With the publication in Nature Methods, the consortium has taken a step forward toward meeting that objective.

“Genome-scale RNA interference reagents have recently been created to enable systematic loss-of-function mammalian genomics,” the paper's authors wrote. However, “to perform complementary gain-of-function studies, comparable libraries of arrayed cDNAs or open reading frames are required along with efficient methods to use these reagents in cell-based assays.”

Although genome-scale ORF collections exist and have proven useful as templates for subcloning or recombinatorial transfer between vectors and protein production, there are limits to their “direct applicability,” according to the paper. “The collections vary dramatically in terms of gene representation, format and functionality, as well as quality measures such as the extent of clonality, sequence annotation, and experimental validation.”

“Tellingly, gain-of-function screening now lags behind the use of RNA interference,” it added.

To address this issue, TRC researchers and collaborators created and characterized two publicly available genome-scale human ORF collections: the human ORFeome version 8.1 Entry clone collection, and the Center for Cancer Systems Biology-Broad lentiviral expression library.

Together, the collections comprise 16,172 distinct ORFs mapping to 13,833 genes, with each ORF plasmid derived from a single bacterial colony. Nearly all clones are fully sequenced, the paper states.

Additionally, the collections enable cell-based functional screens because the clones are encoded in a lentiviral expression vector that produces consistent titers and gene expression, and permit delivery to “most cell types.”

The collections were assembled in four phases, the first of which included an expansion of previous collections to 19,281 ORFs in polyclonal format largely using existing protocols, according to the paper.

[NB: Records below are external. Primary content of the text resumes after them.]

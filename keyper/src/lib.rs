//! Coordinate per-block threshold-encryption key generation among keypers.
//!
//! For every block, each keyper deals a secret share to every other keyper and publishes a
//! witness committing to them. Once a keyper holds a share and a witness from every other
//! keyper, it publishes a nonce. Once it holds a nonce from every other keyper, it publishes its
//! share of the block's encryption key and moves on to the next block.
//!
//! Contributions are exchanged over any [keysim_broadcast::Distributor] and may arrive in any
//! order. The [Coordinator] only ever waits for items of the block it is working on, so
//! contributions for a later block are simply picked up once it gets there.

use keysim_broadcast::{Block, Kind};
use thiserror::Error;

mod coordinator;
pub use coordinator::{Config, Coordinator, Finished};
mod metrics;
pub mod protocol;

/// Errors that can occur while running the handshake.
#[derive(Error, Debug, PartialEq, Eq)]
pub enum Error {
    #[error("{0} attributed to self")]
    SelfAttributed(Kind),
    #[error("item for block {found} recorded in block {expected}")]
    WrongBlock { expected: Block, found: Block },
    #[error("distributor failed: {0}")]
    Distributor(#[from] keysim_broadcast::Error),
}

Clonal plasmid isolates were then derived from single bacterial colonies and sequenced, with the resultant data being used to chose clones for inclusion in hORFeome V8.1. Lastly, the clones were transferred to a lentiviral expression vector to create the CCSB-Broad lentiviral expression library.

“To estimate the accuracy of the final collection of expression vectors, we end-read sequenced 325 colonies and confirmed 98.2 percent accurate transfers,” the paper's authors wrote. “The utility of this resource for systematic functional genomic screens in mammalian cells is illustrated by recent results from a screen of a pilot subset
of this collection, which identified new mediators of resistance to Raf inhibition in melanoma.

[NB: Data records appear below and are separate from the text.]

use super::{
    ingress::{Inventory, Mailbox, Message},
    metrics::{self, StatusLabel},
    store::{self, Store},
    wire, Config,
};
use crate::{Block, Digest, Item, Kind};
use futures::{
    channel::{mpsc, oneshot},
    pin_mut, select_biased, FutureExt, StreamExt,
};
use keysim_p2p::{PeerId, Receiver, Sender};
use keysim_runtime::{Clock, Handle, Metrics, Spawner};
use rand::Rng;
use std::{
    collections::{BTreeMap, BTreeSet},
    time::{Duration, SystemTime},
};
use tracing::{debug, error, trace, warn};

/// A local service waiting for items.
struct Waiter {
    /// Kinds of items the service is interested in.
    kinds: BTreeSet<Kind>,

    /// Block the items must belong to (if any).
    block: Option<Block>,

    /// Items the service already has.
    exclude: BTreeSet<Digest>,

    /// The responder to send matching items to.
    responder: oneshot::Sender<BTreeSet<Item>>,
}

/// Outcome of waiting on the engine's inputs.
enum Event<N> {
    Mailbox(Option<Message>),
    Network(N),
    Round,
}

/// Instance of the main engine for the module.
///
/// It is responsible for:
/// - Accepting items from local services
/// - Announcing held items to each neighbor once per interval
/// - Requesting announced items it does not hold
/// - Answering requests from neighbors
/// - Notifying local services when matching items arrive
pub struct Engine<E: Clock + Spawner + Metrics + Rng> {
    ////////////////////////////////////////
    // Interfaces
    ////////////////////////////////////////
    context: E,

    ////////////////////////////////////////
    // Configuration
    ////////////////////////////////////////
    /// My identity
    public_key: PeerId,

    /// Interval between rounds with each neighbor
    resend_interval: Duration,

    ////////////////////////////////////////
    // Messaging
    ////////////////////////////////////////
    /// The mailbox for receiving messages.
    mailbox_receiver: mpsc::Receiver<Message>,

    /// Pending requests from local services.
    waiters: Vec<Waiter>,

    ////////////////////////////////////////
    // State
    ////////////////////////////////////////
    /// Items known to the participant.
    store: Store,

    /// Time of the next round with each neighbor.
    rounds: BTreeMap<PeerId, SystemTime>,

    /// Time at which the announcement sent to each neighbor this round is delivered (and the
    /// round continues with a request).
    announced: BTreeMap<PeerId, SystemTime>,

    /// Time at which neighbors are next looked up.
    next_refresh: SystemTime,

    ////////////////////////////////////////
    // Metrics
    ////////////////////////////////////////
    /// Metrics
    metrics: metrics::Metrics,
}

impl<E: Clock + Spawner + Metrics + Rng> Engine<E> {
    /// Creates a new engine with the given context and configuration.
    /// Returns the engine and a mailbox for sending messages to the engine.
    pub fn new(context: E, cfg: Config) -> (Self, Mailbox) {
        let (mailbox_sender, mailbox_receiver) = mpsc::channel(cfg.mailbox_size);
        let mailbox = Mailbox::new(mailbox_sender);
        let metrics = metrics::Metrics::init(context.clone());
        let next_refresh = context.current();

        let result = Self {
            context,
            public_key: cfg.public_key,
            resend_interval: cfg.resend_interval,
            mailbox_receiver,
            waiters: Vec::new(),
            store: Store::default(),
            rounds: BTreeMap::new(),
            announced: BTreeMap::new(),
            next_refresh,
            metrics,
        };

        (result, mailbox)
    }

    /// Starts the engine with the given network.
    pub fn start(
        self,
        network: (
            impl Sender<Message = wire::Message>,
            impl Receiver<Message = wire::Message>,
        ),
    ) -> Handle<()> {
        self.context.clone().spawn(|_| self.run(network))
    }

    /// Inner run loop called by `start`.
    async fn run<S, R>(mut self, network: (S, R))
    where
        S: Sender<Message = wire::Message>,
        R: Receiver<Message = wire::Message>,
    {
        let (mut sender, mut receiver) = network;
        self.refresh(&mut sender).await;

        loop {
            // Cleanup waiters
            self.cleanup_waiters();
            self.metrics.waiters.set(self.waiters.len() as i64);

            // Wake for the earliest step due with any neighbor (or to look for neighbors again)
            let deadline = self
                .rounds
                .values()
                .chain(self.announced.values())
                .fold(self.next_refresh, |earliest, at| earliest.min(*at));

            let event = {
                let round = self.context.sleep_until(deadline).fuse();
                let network = receiver.recv().fuse();
                pin_mut!(round, network);
                select_biased! {
                    mail = self.mailbox_receiver.next() => Event::Mailbox(mail),
                    msg = network => Event::Network(msg),
                    _ = round => Event::Round,
                }
            };

            match event {
                Event::Mailbox(None) => {
                    error!("mailbox receiver failed");
                    break;
                }
                Event::Mailbox(Some(Message::Distribute { item })) => {
                    trace!(%item, "mailbox: distribute");
                    self.handle_distribute(item);
                }
                Event::Mailbox(Some(Message::Subscribe {
                    kinds,
                    block,
                    exclude,
                    responder,
                })) => {
                    trace!("mailbox: subscribe");
                    self.handle_subscribe(kinds, block, exclude, responder);
                }
                Event::Mailbox(Some(Message::Inventory { responder })) => {
                    self.cleanup_waiters();
                    let _ = responder.send(self.inventory());
                }
                Event::Network(Err(err)) => {
                    error!(?err, "receiver failed");
                    break;
                }
                Event::Network(Ok((peer, msg))) => {
                    self.handle_network(&mut sender, peer, msg).await;
                }
                Event::Round => {
                    self.gossip(&mut sender).await;
                }
            }
        }
    }

    ////////////////////////////////////////
    // Handling
    ////////////////////////////////////////

    /// Handles an item created by a local service.
    fn handle_distribute(&mut self, item: Item) {
        if !self.store.insert(item.clone()) {
            trace!(%item, "ignoring known item");
            return;
        }
        debug!(me = %self.public_key, %item, "distributing item");
        self.notify_waiters(&[item]);
    }

    /// Handles a request for items from a local service.
    fn handle_subscribe(
        &mut self,
        kinds: BTreeSet<Kind>,
        block: Option<Block>,
        exclude: BTreeSet<Digest>,
        responder: oneshot::Sender<BTreeSet<Item>>,
    ) {
        let items = self.store.matching(&kinds, block, &exclude);
        if !items.is_empty() {
            let _ = responder.send(items);
            return;
        }
        self.waiters.push(Waiter {
            kinds,
            block,
            exclude,
            responder,
        });
    }

    /// Handles a message from a neighbor.
    async fn handle_network<S: Sender<Message = wire::Message>>(
        &mut self,
        sender: &mut S,
        peer: PeerId,
        msg: wire::Message,
    ) {
        match msg {
            wire::Message::Announce(items) => {
                let count = items.len();
                let new = self.store.announced(peer, items);
                trace!(%peer, count, new, "received announcement");
            }
            wire::Message::Request(digests) => {
                let items = self.store.requested(&digests);
                if items.is_empty() {
                    trace!(%peer, "nothing to reply with");
                    return;
                }
                let count = items.len();
                match sender.dispatch(peer, wire::Message::Send(items)).await {
                    Ok(_) => {
                        self.metrics.replies.inc();
                        trace!(%peer, count, "replied to request");
                    }
                    Err(err) => warn!(?err, %peer, "failed to reply to request"),
                }
            }
            wire::Message::Send(items) => {
                let count = items.len();
                let new = self.store.received(peer, items);
                self.metrics
                    .received
                    .get_or_create(&StatusLabel::NEW)
                    .inc_by(new.len() as u64);
                self.metrics
                    .received
                    .get_or_create(&StatusLabel::DUPLICATE)
                    .inc_by((count - new.len()) as u64);
                if new.is_empty() {
                    return;
                }
                debug!(me = %self.public_key, %peer, new = new.len(), "fetched items");
                self.notify_waiters(&new);
            }
        }
    }

    ////////////////////////////////////////
    // Gossip
    ////////////////////////////////////////

    /// Schedules a first round with any neighbor not seen before (and when to look again).
    ///
    /// The first round is jittered by up to one interval so that neighbors do not all announce
    /// at the same time.
    async fn refresh<S: Sender<Message = wire::Message>>(&mut self, sender: &mut S) {
        self.next_refresh = self.context.current() + self.resend_interval;
        let neighbors = match sender.neighbors().await {
            Ok(neighbors) => neighbors,
            Err(err) => {
                warn!(?err, "failed to fetch neighbors");
                return;
            }
        };
        let now = self.context.current();
        let interval = self.resend_interval.as_nanos() as u64;
        for neighbor in neighbors {
            if self.rounds.contains_key(&neighbor) {
                continue;
            }
            let jitter = Duration::from_nanos(self.context.gen_range(0..=interval));
            self.rounds.insert(neighbor, now + jitter);
        }
    }

    /// Runs every step that is due: looking up neighbors, requests following a delivered
    /// announcement and new rounds.
    async fn gossip<S: Sender<Message = wire::Message>>(&mut self, sender: &mut S) {
        let now = self.context.current();
        if self.next_refresh <= now {
            self.refresh(sender).await;
        }

        let delivered: Vec<PeerId> = self
            .announced
            .iter()
            .filter(|(_, at)| **at <= now)
            .map(|(neighbor, _)| *neighbor)
            .collect();
        for neighbor in delivered {
            self.announced.remove(&neighbor);
            self.request(sender, neighbor).await;
        }

        let due: Vec<PeerId> = self
            .rounds
            .iter()
            .filter(|(_, deadline)| **deadline <= now)
            .map(|(neighbor, _)| *neighbor)
            .collect();
        for neighbor in due {
            self.rounds.insert(neighbor, now + self.resend_interval);
            self.round(sender, neighbor).await;
        }
    }

    /// Announces new items to a neighbor and, once the announcement is delivered, requests the
    /// items it has that we are missing.
    ///
    /// Nothing is sent while a message is in flight between us and the neighbor.
    async fn round<S: Sender<Message = wire::Message>>(
        &mut self,
        sender: &mut S,
        neighbor: PeerId,
    ) {
        if self.announced.contains_key(&neighbor) {
            return;
        }
        let unannounced = self.store.unannounced(&neighbor);
        if unannounced.is_empty() {
            self.request(sender, neighbor).await;
            return;
        }
        if self.busy(sender, neighbor).await {
            return;
        }
        let digests: Vec<Digest> = unannounced.iter().map(Item::digest).collect();
        let count = unannounced.len();
        match sender
            .dispatch(neighbor, wire::Message::Announce(unannounced))
            .await
        {
            Ok(delivery) => {
                // Assume the neighbor will fetch what it lacks
                self.store.mark(neighbor, digests);
                self.metrics.announcements.inc();
                self.announced.insert(neighbor, delivery);
                trace!(%neighbor, count, "announced items");
            }
            Err(err) => warn!(?err, %neighbor, "failed to announce items"),
        }
    }

    /// Requests the items a neighbor announced that we are missing.
    async fn request<S: Sender<Message = wire::Message>>(
        &mut self,
        sender: &mut S,
        neighbor: PeerId,
    ) {
        let missing = self.store.missing(&neighbor);
        if missing.is_empty() || self.busy(sender, neighbor).await {
            return;
        }
        let count = missing.len();
        match sender
            .dispatch(neighbor, wire::Message::Request(missing))
            .await
        {
            Ok(_) => {
                self.metrics.requests.inc();
                trace!(%neighbor, count, "requested items");
            }
            Err(err) => warn!(?err, %neighbor, "failed to request items"),
        }
    }

    /// Returns whether a message is in flight between us and the neighbor.
    async fn busy<S: Sender<Message = wire::Message>>(
        &mut self,
        sender: &mut S,
        neighbor: PeerId,
    ) -> bool {
        let busy = match sender.busy(neighbor).await {
            Ok(busy) => busy,
            Err(err) => {
                warn!(?err, %neighbor, "failed to check link");
                true
            }
        };
        if busy {
            self.metrics.busy.inc();
            trace!(%neighbor, "link busy");
        }
        busy
    }

    ////////////////////////////////////////
    // Waiters
    ////////////////////////////////////////

    /// Answers every waiter interested in any of the newly held items.
    fn notify_waiters(&mut self, items: &[Item]) {
        let waiters = std::mem::take(&mut self.waiters);
        for waiter in waiters {
            let matching: BTreeSet<Item> = items
                .iter()
                .filter(|item| {
                    store::matches(item, &waiter.kinds, waiter.block)
                        && !waiter.exclude.contains(&item.digest())
                })
                .cloned()
                .collect();
            if matching.is_empty() {
                self.waiters.push(waiter);
                continue;
            }
            let _ = waiter.responder.send(matching);
        }
    }

    /// Remove all waiters that have been canceled.
    fn cleanup_waiters(&mut self) {
        self.waiters.retain(|waiter| !waiter.responder.is_canceled());
    }

    /// Returns a snapshot of the engine's state.
    fn inventory(&self) -> Inventory {
        Inventory {
            known: self.store.known(),
            fetched: self.store.fetched(),
            waiters: self.waiters.len(),
            announcements: self.metrics.announcements.get(),
            requests: self.metrics.requests.get(),
            replies: self.metrics.replies.get(),
        }
    }
}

“Additional pilot experiments confirmed that this resource enables other readouts including immunofluorescence,” they added.

Overall, the TRC team created what they call the “most fully sequenced, flexible, and annotated version of the human ORFeome to date.”

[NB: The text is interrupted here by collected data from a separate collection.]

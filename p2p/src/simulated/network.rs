//! Implementation of a `simulated` network.

use super::{
    bandwidth::{apply_charge, compute_charge, Channel},
    ingress::{self, Inbox, Oracle},
    metrics, Error,
};
use crate::{Payload, PeerId};
use futures::{
    channel::{mpsc, oneshot},
    SinkExt, StreamExt,
};
use keysim_runtime::{Clock, Handle, Metrics, Spawner, SystemTimeExt};
use prometheus_client::metrics::{counter::Counter, family::Family};
use std::{
    collections::{BTreeMap, BTreeSet},
    fmt,
    time::SystemTime,
};
use tracing::{debug, trace};

/// Configuration for a `simulated` network.
#[derive(Clone, Debug)]
pub struct Config {
    /// Maximum size of a message that can be sent over the network.
    pub max_size: usize,
}

/// Link and attachments of a registered peer.
struct Peer<M> {
    uplink: Channel,
    downlink: Channel,
    neighbors: BTreeSet<PeerId>,
    inboxes: Vec<mpsc::UnboundedSender<(PeerId, M)>>,
}

/// Implementation of a `simulated` network.
pub struct Network<E: Spawner + Clock + Metrics, M: Payload> {
    context: E,
    max_size: usize,

    sender: mpsc::UnboundedSender<ingress::Message<M>>,
    receiver: mpsc::UnboundedReceiver<ingress::Message<M>>,

    peers: BTreeMap<PeerId, Peer<M>>,
    transmissions: BTreeMap<(PeerId, PeerId), usize>,

    sent_messages: Family<metrics::Message, Counter>,
    delivered_messages: Family<metrics::Message, Counter>,
    sent_bytes: Counter,
}

impl<E: Spawner + Clock + Metrics, M: Payload> Network<E, M> {
    /// Create a new simulated network with a given runtime and configuration.
    ///
    /// Returns a tuple containing the network instance and the oracle that can
    /// be used to modify the state of the network during context.
    pub fn new(context: E, cfg: Config) -> (Self, Oracle<E, M>) {
        let (sender, receiver) = mpsc::unbounded();
        let sent_messages = Family::<metrics::Message, Counter>::default();
        let delivered_messages = Family::<metrics::Message, Counter>::default();
        let sent_bytes = Counter::default();
        context.register("messages_sent", "messages sent", sent_messages.clone());
        context.register(
            "messages_delivered",
            "messages delivered",
            delivered_messages.clone(),
        );
        context.register("bytes_sent", "bytes sent", sent_bytes.clone());

        let oracle = Oracle::new(context.clone(), sender.clone());
        (
            Self {
                context,
                max_size: cfg.max_size,
                sender,
                receiver,
                peers: BTreeMap::new(),
                transmissions: BTreeMap::new(),
                sent_messages,
                delivered_messages,
                sent_bytes,
            },
            oracle,
        )
    }

    /// Run the simulated network.
    ///
    /// It is not necessary to invoke this method before modifying the network topology, however,
    /// no messages will be sent until this method is called.
    pub fn start(self) -> Handle<()> {
        self.context.clone().spawn(|_| self.run())
    }

    async fn run(mut self) {
        while let Some(message) = self.receiver.next().await {
            match message {
                ingress::Message::Register {
                    peer,
                    uplink,
                    downlink,
                    result,
                } => {
                    let _ = result.send(self.register(peer, uplink, downlink));
                }
                ingress::Message::Attach { peer, result } => {
                    let _ = result.send(self.attach(peer));
                }
                ingress::Message::Connect { a, b, result } => {
                    let _ = result.send(self.connect(a, b));
                }
                ingress::Message::Neighbors { peer, result } => {
                    let neighbors = self
                        .peers
                        .get(&peer)
                        .map(|p| p.neighbors.iter().copied().collect())
                        .ok_or(Error::UnknownPeer(peer));
                    let _ = result.send(neighbors);
                }
                ingress::Message::Channels { peer, result } => {
                    let now = self.context.current();
                    let channels = self
                        .peers
                        .get_mut(&peer)
                        .map(|p| {
                            p.uplink.prune(now);
                            p.downlink.prune(now);
                            (p.uplink.clone(), p.downlink.clone())
                        })
                        .ok_or(Error::UnknownPeer(peer));
                    let _ = result.send(channels);
                }
                ingress::Message::Dispatch {
                    origin,
                    recipient,
                    message,
                    result,
                } => {
                    let _ = result.send(self.dispatch(origin, recipient, message));
                }
                ingress::Message::Busy { a, b, result } => {
                    let _ = result.send(self.busy(a, b));
                }
                ingress::Message::Deliver {
                    origin,
                    recipient,
                    message,
                } => {
                    self.deliver(origin, recipient, message);
                }
            }
        }
    }

    fn register(
        &mut self,
        peer: PeerId,
        uplink: Channel,
        downlink: Channel,
    ) -> Result<Inbox<M>, Error> {
        if self.peers.contains_key(&peer) {
            return Err(Error::AlreadyRegistered(peer));
        }
        let (sender, receiver) = mpsc::unbounded();
        self.peers.insert(
            peer,
            Peer {
                uplink,
                downlink,
                neighbors: BTreeSet::new(),
                inboxes: vec![sender],
            },
        );
        debug!(%peer, "registered peer");
        Ok(receiver)
    }

    fn attach(&mut self, peer: PeerId) -> Result<Inbox<M>, Error> {
        let entry = self.peers.get_mut(&peer).ok_or(Error::UnknownPeer(peer))?;
        let (sender, receiver) = mpsc::unbounded();
        entry.inboxes.push(sender);
        Ok(receiver)
    }

    fn connect(&mut self, a: PeerId, b: PeerId) -> Result<(), Error> {
        if a == b {
            return Err(Error::LinkingSelf);
        }
        if !self.peers.contains_key(&b) {
            return Err(Error::UnknownPeer(b));
        }
        let first = self.peers.get_mut(&a).ok_or(Error::UnknownPeer(a))?;
        if !first.neighbors.insert(b) {
            return Ok(());
        }
        if let Some(second) = self.peers.get_mut(&b) {
            second.neighbors.insert(a);
        }
        debug!(%a, %b, "connected peers");
        Ok(())
    }

    fn busy(&self, a: PeerId, b: PeerId) -> bool {
        self.transmissions.contains_key(&(a, b)) || self.transmissions.contains_key(&(b, a))
    }

    fn dispatch(
        &mut self,
        origin: PeerId,
        recipient: PeerId,
        message: M,
    ) -> Result<SystemTime, Error> {
        // Ensure message can be carried
        let size = message.size();
        if size > self.max_size {
            return Err(Error::MessageTooLarge(size));
        }
        let sender = self.peers.get(&origin).ok_or(Error::UnknownPeer(origin))?;
        if !sender.neighbors.contains(&recipient) {
            return Err(Error::NotConnected(origin, recipient));
        }
        let receiver = self
            .peers
            .get(&recipient)
            .ok_or(Error::UnknownPeer(recipient))?;

        // Reserve bandwidth on the sender's uplink and the recipient's downlink
        let now = self.context.current();
        let charge = compute_charge(size, &[&sender.uplink, &receiver.downlink], now)?;
        let uplink = apply_charge(&sender.uplink, &charge)
            .expect("charge exceeds availability of sender uplink");
        let downlink = apply_charge(&receiver.downlink, &charge)
            .expect("charge exceeds availability of recipient downlink");
        if let Some(sender) = self.peers.get_mut(&origin) {
            sender.uplink = uplink;
        }
        if let Some(receiver) = self.peers.get_mut(&recipient) {
            receiver.downlink = downlink;
        }

        // Record metrics
        self.sent_messages
            .get_or_create(&metrics::Message::new(&origin, &recipient))
            .inc();
        self.sent_bytes.inc_by(size as u64);

        // Schedule delivery
        let completion = charge.completion();
        *self.transmissions.entry((origin, recipient)).or_default() += 1;
        trace!(
            %origin,
            %recipient,
            size,
            start = ?now.epoch(),
            completion = ?completion.epoch(),
            "scheduled message"
        );
        let mut mailbox = self.sender.clone();
        self.context
            .with_label("messenger")
            .spawn(move |context| async move {
                context.sleep_until(completion).await;
                let _ = mailbox
                    .send(ingress::Message::Deliver {
                        origin,
                        recipient,
                        message,
                    })
                    .await;
            });
        Ok(completion)
    }

    fn deliver(&mut self, origin: PeerId, recipient: PeerId, message: M) {
        // Mark the transmission as complete
        if let Some(count) = self.transmissions.get_mut(&(origin, recipient)) {
            *count -= 1;
            if *count == 0 {
                self.transmissions.remove(&(origin, recipient));
            }
        }

        // Fan out to every service attached to the recipient
        let Some(peer) = self.peers.get_mut(&recipient) else {
            return;
        };
        peer.inboxes
            .retain(|inbox| inbox.unbounded_send((origin, message.clone())).is_ok());
        self.delivered_messages
            .get_or_create(&metrics::Message::new(&origin, &recipient))
            .inc();
        trace!(%origin, %recipient, "delivered message");
    }
}

/// Implementation of a [crate::Sender] for the `simulated` network.
pub struct Sender<E: Clock, M: Payload> {
    context: E,
    me: PeerId,
    sender: mpsc::UnboundedSender<ingress::Message<M>>,
}

impl<E: Clock, M: Payload> Sender<E, M> {
    pub(crate) fn new(
        context: E,
        me: PeerId,
        sender: mpsc::UnboundedSender<ingress::Message<M>>,
    ) -> Self {
        Self {
            context,
            me,
            sender,
        }
    }

    /// Returns the identity of the sending peer.
    pub fn me(&self) -> PeerId {
        self.me
    }
}

impl<E: Clock, M: Payload> Clone for Sender<E, M> {
    fn clone(&self) -> Self {
        Self {
            context: self.context.clone(),
            me: self.me,
            sender: self.sender.clone(),
        }
    }
}

impl<E: Clock, M: Payload> fmt::Debug for Sender<E, M> {
    fn fmt(&self, f: &mut fmt::Formatter<'_>) -> fmt::Result {
        f.debug_struct("Sender").field("me", &self.me).finish()
    }
}

impl<E: Clock, M: Payload> crate::Sender for Sender<E, M> {
    type Error = Error;
    type Message = M;

    async fn dispatch(&mut self, recipient: PeerId, message: M) -> Result<SystemTime, Error> {
        let (s, r) = oneshot::channel();
        self.sender
            .send(ingress::Message::Dispatch {
                origin: self.me,
                recipient,
                message,
                result: s,
            })
            .await
            .map_err(|_| Error::NetworkClosed)?;
        r.await.map_err(|_| Error::NetworkClosed)?
    }

    async fn send(&mut self, recipient: PeerId, message: M) -> Result<SystemTime, Error> {
        let completion = self.dispatch(recipient, message).await?;
        self.context.sleep_until(completion).await;
        Ok(completion)
    }

    async fn busy(&mut self, peer: PeerId) -> Result<bool, Error> {
        let (s, r) = oneshot::channel();
        self.sender
            .send(ingress::Message::Busy {
                a: self.me,
                b: peer,
                result: s,
            })
            .await
            .map_err(|_| Error::NetworkClosed)?;
        r.await.map_err(|_| Error::NetworkClosed)
    }

    async fn neighbors(&mut self) -> Result<Vec<PeerId>, Error> {
        let (s, r) = oneshot::channel();
        self.sender
            .send(ingress::Message::Neighbors {
                peer: self.me,
                result: s,
            })
            .await
            .map_err(|_| Error::NetworkClosed)?;
        r.await.map_err(|_| Error::NetworkClosed)?
    }
}

/// Implementation of a [crate::Receiver] for the `simulated` network.
#[derive(Debug)]
pub struct Receiver<M: Payload> {
    receiver: Inbox<M>,
}

impl<M: Payload> Receiver<M> {
    pub(crate) fn new(receiver: Inbox<M>) -> Self {
        Self { receiver }
    }
}

impl<M: Payload> crate::Receiver for Receiver<M> {
    type Error = Error;
    type Message = M;

    async fn recv(&mut self) -> Result<(PeerId, M), Error> {
        self.receiver.next().await.ok_or(Error::NetworkClosed)
    }
}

They noted that the entire collection, comprising both source and lentivirus vector-expression clones, is freely available through the ORFeome Collaboration, an alliance between industry and academia founded to provide unrestricted access to fully sequence-validated full-ORF human cDNA clones.

“We anticipate that these collections will greatly facilitate the systematic functional assessment of human genes that mediate cellular phenotypes,” they concluded.

In addition to the Broad, researchers from the Dana-Farber Cancer Institute and Harvard Medical School contributed to the research appearing in Nature Methods.